• [Exercise details]:
Which lines below include the string "based"? Please show each one.

Stored items
'''
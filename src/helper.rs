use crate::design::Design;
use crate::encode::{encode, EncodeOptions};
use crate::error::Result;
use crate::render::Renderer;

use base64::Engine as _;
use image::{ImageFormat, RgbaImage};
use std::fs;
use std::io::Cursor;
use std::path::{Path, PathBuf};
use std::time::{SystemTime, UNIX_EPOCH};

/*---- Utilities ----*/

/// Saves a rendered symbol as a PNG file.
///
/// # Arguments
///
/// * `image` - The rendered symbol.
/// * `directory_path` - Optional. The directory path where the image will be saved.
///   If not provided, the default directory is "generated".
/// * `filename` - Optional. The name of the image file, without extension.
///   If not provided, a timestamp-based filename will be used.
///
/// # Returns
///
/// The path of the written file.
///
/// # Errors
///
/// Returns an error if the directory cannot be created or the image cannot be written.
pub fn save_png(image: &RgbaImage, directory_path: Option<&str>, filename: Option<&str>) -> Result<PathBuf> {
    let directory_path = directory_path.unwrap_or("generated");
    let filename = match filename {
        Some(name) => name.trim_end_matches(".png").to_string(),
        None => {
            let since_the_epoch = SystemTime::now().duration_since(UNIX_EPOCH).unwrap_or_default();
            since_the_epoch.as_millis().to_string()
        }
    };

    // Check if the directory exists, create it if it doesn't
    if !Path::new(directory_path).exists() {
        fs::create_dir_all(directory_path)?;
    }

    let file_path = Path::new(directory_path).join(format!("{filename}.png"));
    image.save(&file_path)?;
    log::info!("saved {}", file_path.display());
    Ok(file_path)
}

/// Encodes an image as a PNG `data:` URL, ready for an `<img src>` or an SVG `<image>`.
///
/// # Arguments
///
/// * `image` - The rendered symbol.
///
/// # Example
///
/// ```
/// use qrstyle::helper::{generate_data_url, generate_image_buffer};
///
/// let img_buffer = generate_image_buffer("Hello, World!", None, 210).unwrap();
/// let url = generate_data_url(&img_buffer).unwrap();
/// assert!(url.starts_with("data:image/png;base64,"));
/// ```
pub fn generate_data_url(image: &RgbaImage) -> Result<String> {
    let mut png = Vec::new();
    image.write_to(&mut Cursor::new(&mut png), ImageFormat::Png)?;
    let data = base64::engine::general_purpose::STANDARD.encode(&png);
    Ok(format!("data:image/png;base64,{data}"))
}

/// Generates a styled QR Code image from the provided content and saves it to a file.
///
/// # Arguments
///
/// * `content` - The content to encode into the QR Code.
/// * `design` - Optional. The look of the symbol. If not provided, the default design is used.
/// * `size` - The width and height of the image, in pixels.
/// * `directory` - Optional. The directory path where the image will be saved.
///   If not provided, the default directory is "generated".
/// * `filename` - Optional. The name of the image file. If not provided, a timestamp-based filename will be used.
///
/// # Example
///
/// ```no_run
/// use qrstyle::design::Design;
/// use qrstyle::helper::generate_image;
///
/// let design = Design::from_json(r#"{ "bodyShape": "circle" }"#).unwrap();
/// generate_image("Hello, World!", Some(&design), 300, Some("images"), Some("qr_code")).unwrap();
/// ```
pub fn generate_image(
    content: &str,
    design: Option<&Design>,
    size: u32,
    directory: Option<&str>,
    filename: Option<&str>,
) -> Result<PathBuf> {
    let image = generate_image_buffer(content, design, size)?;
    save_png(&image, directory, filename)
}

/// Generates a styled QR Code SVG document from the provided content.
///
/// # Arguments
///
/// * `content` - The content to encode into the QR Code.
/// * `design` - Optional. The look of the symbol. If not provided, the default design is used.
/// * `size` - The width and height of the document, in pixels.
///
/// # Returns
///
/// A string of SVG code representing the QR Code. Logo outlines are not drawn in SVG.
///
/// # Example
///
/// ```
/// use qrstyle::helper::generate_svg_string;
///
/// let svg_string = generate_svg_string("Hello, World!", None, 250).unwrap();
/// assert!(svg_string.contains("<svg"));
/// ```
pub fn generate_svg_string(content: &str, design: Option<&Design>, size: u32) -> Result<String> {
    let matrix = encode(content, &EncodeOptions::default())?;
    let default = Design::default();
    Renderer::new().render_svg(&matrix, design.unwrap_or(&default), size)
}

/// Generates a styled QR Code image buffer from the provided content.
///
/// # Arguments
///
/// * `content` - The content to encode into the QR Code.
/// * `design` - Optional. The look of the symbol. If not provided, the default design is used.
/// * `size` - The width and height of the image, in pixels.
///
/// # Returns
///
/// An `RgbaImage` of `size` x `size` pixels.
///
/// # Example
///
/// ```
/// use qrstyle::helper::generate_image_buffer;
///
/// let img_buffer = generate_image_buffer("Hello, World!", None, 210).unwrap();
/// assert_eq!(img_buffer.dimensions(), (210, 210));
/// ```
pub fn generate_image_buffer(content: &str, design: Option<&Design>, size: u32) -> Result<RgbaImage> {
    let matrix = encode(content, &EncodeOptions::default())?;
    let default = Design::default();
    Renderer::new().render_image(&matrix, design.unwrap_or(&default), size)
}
'''
• [Completed exercise]:
///   If not provided, a timestamp-based filename will be used.
/// * `filename` - Optional. The name of the image file. If not provided, a timestamp-based filename will be used.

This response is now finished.